Continuing in the example, for a strain of Rhodotorula Glutinis fed with suitably purified molasses (150 euro / ton - 2.5 gr / l) and technical salts (0.8 euro / kg - 0.2 gr / l) you have a Ctdi 198 euros, but with a FDC of 0.5 the Ctd becomes 729 euros, which represents an economically unacceptable value. Under these conditions, the process is economically advantageous again in the case of molasses at 60 euros / ton and Sali at 0.5 euros / kg with a Ct of 370 euros / ton.

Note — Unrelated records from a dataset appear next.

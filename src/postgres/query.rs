use std::sync::Arc;

use chrono::{DateTime, NaiveDate, NaiveDateTime, Utc};
use serde_json::Value;
use tokio_postgres::types::{FromSql, Kind, Type};
use tokio_postgres::{Client, Statement};
use tracing::warn;

use crate::error::SqlRunnerError;
use crate::results::ResultSet;
use crate::types::RowValues;

use super::numeric::{decode_numeric, decode_uuid};
use super::params::Params;

/// Column value as the server sent it, for types with no dedicated decoder.
struct RawBytes<'a>(&'a [u8]);

impl<'a> FromSql<'a> for RawBytes<'a> {
    fn from_sql(_ty: &Type, raw: &'a [u8]) -> Result<Self, Box<dyn std::error::Error + Sync + Send>> {
        Ok(RawBytes(raw))
    }

    fn accepts(_ty: &Type) -> bool {
        true
    }
}

fn raw_value(
    row: &tokio_postgres::Row,
    idx: usize,
    decode: impl FnOnce(&[u8]) -> Option<String>,
) -> Result<RowValues, SqlRunnerError> {
    let raw: Option<RawBytes> = row.try_get(idx)?;
    let Some(RawBytes(bytes)) = raw else {
        return Ok(RowValues::Null);
    };
    decode(bytes).map(RowValues::Text).ok_or_else(|| {
        SqlRunnerError::ExecutionError(format!(
            "malformed {} value in column {}",
            row.columns()[idx].type_().name(),
            row.columns()[idx].name()
        ))
    })
}

/// Extracts a `RowValues` from a `tokio_postgres` Row at the given index.
///
/// # Errors
/// Returns `SqlRunnerError` if the column cannot be retrieved.
pub fn postgres_extract_value(
    row: &tokio_postgres::Row,
    idx: usize,
) -> Result<RowValues, SqlRunnerError> {
    let type_info = row.columns()[idx].type_();

    Ok(match type_info.name() {
        "int2" => {
            let val: Option<i16> = row.try_get(idx)?;
            val.map_or(RowValues::Null, |v| RowValues::Int(i64::from(v)))
        }
        "int4" => {
            let val: Option<i32> = row.try_get(idx)?;
            val.map_or(RowValues::Null, |v| RowValues::Int(i64::from(v)))
        }
        "int8" => {
            let val: Option<i64> = row.try_get(idx)?;
            val.map_or(RowValues::Null, RowValues::Int)
        }
        "float4" => {
            let val: Option<f32> = row.try_get(idx)?;
            val.map_or(RowValues::Null, |v| RowValues::Float(f64::from(v)))
        }
        "float8" => {
            let val: Option<f64> = row.try_get(idx)?;
            val.map_or(RowValues::Null, RowValues::Float)
        }
        "bool" => {
            let val: Option<bool> = row.try_get(idx)?;
            val.map_or(RowValues::Null, RowValues::Bool)
        }
        "timestamp" => {
            let val: Option<NaiveDateTime> = row.try_get(idx)?;
            val.map_or(RowValues::Null, RowValues::Timestamp)
        }
        "timestamptz" => {
            let val: Option<DateTime<Utc>> = row.try_get(idx)?;
            val.map_or(RowValues::Null, |v| RowValues::Timestamp(v.naive_utc()))
        }
        "date" => {
            let val: Option<NaiveDate> = row.try_get(idx)?;
            val.and_then(|d| d.and_hms_opt(0, 0, 0))
                .map_or(RowValues::Null, RowValues::Timestamp)
        }
        "json" | "jsonb" => {
            let val: Option<Value> = row.try_get(idx)?;
            val.map_or(RowValues::Null, RowValues::JSON)
        }
        "bytea" => {
            let val: Option<Vec<u8>> = row.try_get(idx)?;
            val.map_or(RowValues::Null, RowValues::Blob)
        }
        "numeric" => raw_value(row, idx, decode_numeric)?,
        "uuid" => raw_value(row, idx, decode_uuid)?,
        _ if <String as FromSql>::accepts(type_info) => {
            let val: Option<String> = row.try_get(idx)?;
            val.map_or(RowValues::Null, RowValues::Text)
        }
        _ if matches!(type_info.kind(), Kind::Enum(_)) => raw_value(row, idx, |bytes| {
            std::str::from_utf8(bytes).ok().map(str::to_owned)
        })?,
        _ => {
            // binary layouts with no decoder here (interval, arrays, ranges, ...)
            warn!(
                column = row.columns()[idx].name(),
                pg_type = type_info.name(),
                "no decoder for column type; reporting NULL"
            );
            RowValues::Null
        }
    })
}

/// Build a result set using statement metadata for column names.
///
/// # Errors
/// Returns errors from row value extraction.
pub fn build_result_set_from_statement(
    stmt: &Statement,
    rows: &[tokio_postgres::Row],
) -> Result<ResultSet, SqlRunnerError> {
    let column_names: Vec<String> = stmt
        .columns()
        .iter()
        .map(|col| col.name().to_string())
        .collect();
    let column_count = column_names.len();

    let mut result_set = ResultSet::with_capacity(rows.len());
    result_set.set_column_names(Arc::new(column_names));

    for row in rows {
        let mut row_values = Vec::with_capacity(column_count);
        for idx in 0..column_count {
            row_values.push(postgres_extract_value(row, idx)?);
        }
        result_set.add_row_values(row_values);
    }

    Ok(result_set)
}

/// Prepare and run one statement with positional `$N` parameters.
///
/// # Errors
/// Returns `SqlRunnerError::PostgresError` from prepare or execution.
pub async fn execute_statement(
    client: &Client,
    sql: &str,
    params: &[RowValues],
) -> Result<ResultSet, SqlRunnerError> {
    let stmt = client.prepare(sql).await?;
    let converted = Params::convert(params);
    if stmt.columns().is_empty() {
        let affected = client.execute(&stmt, converted.as_refs()).await?;
        let affected = usize::try_from(affected).map_err(|e| {
            SqlRunnerError::ExecutionError(format!("postgres affected rows conversion error: {e}"))
        })?;
        Ok(ResultSet::affected(affected))
    } else {
        let rows = client.query(&stmt, converted.as_refs()).await?;
        build_result_set_from_statement(&stmt, &rows)
    }
}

The FDC data found in the growth of Rhodotorula Glutinis are higher than 2 (from 2 to 5.9), considering the other addends to the maximum (28%), and the FDC at 2 with the maximum nutrient costs, we have a cost of bioliquid or biofuel of 275 euros / ton, which is lower than the purchase costs of raw vegetable oil (500-800 euros / ton to which processing costs must be added) and the cost of producing bioethanol ( 500-500 euros / ton), demonstrating the economic validity of the process object of this description.

Claims (12)

CLAIMS 1. Process for the production of a bioliquid or biofuel, said process comprising the following operations: i) providing a biomass of fungi, preferably yeasts (3a; 3b; 3c); ii) subjecting said biomass (3a; 3b; 3c) to depolymerization (16) obtaining a gas phase and a solid phase; iii) subjecting the gaseous phase to distillation (17) obtaining the bioliquid or biofuel. 2. Process according to claim 1, wherein said biomass (3a; 3b) is subjected to a drying operation (5) before being subjected to depolymerization. 3. Process according to claim 1 or claim 2, wherein said biomass (3a; 3b; 3c) has a water content lower than 15-20% by weight, preferably between 5 and 10% by weight. 4. Process according to any one of the preceding claims, wherein said depolymerization (16) is carried out in the presence of at least one catalyst. 5. Process according to claim 4, wherein said catalyst is selected from: aluminum silicates enriched with elements selected from magnesium, calcium, sodium or potassium, or clay-like materials. 6. Process according to any one of the preceding claims, wherein said depolymerization (16) is carried out in the presence of at least one carrier fluid. 7. Process according to claim 6, wherein said carrier fluid is selected from: mineral or vegetable oil or diesel. 8. Process according to any one of the preceding claims, wherein said depolymerization (16) is carried out at a temperature comprised between 250 and 400 ° C, preferably about 270 ° C. 9. Process according to any one of the preceding claims, wherein said depolymerization (16) is carried out at atmospheric pressure or in slight depression (0.9-0.7 bar). 10. Process according to any one of the preceding claims, wherein said bioliquid or biofuel has a substantially neutral pH. 11. Process according to any one of the preceding claims, wherein said bioliquid or biofuel has a calorific value comprised between 38 and 44 MJ / Kg. 12. Process according to any one of the preceding claims, wherein said bioliquid or biofuel has a viscosity ranging from 5 to 20 cSt at 25 ° C.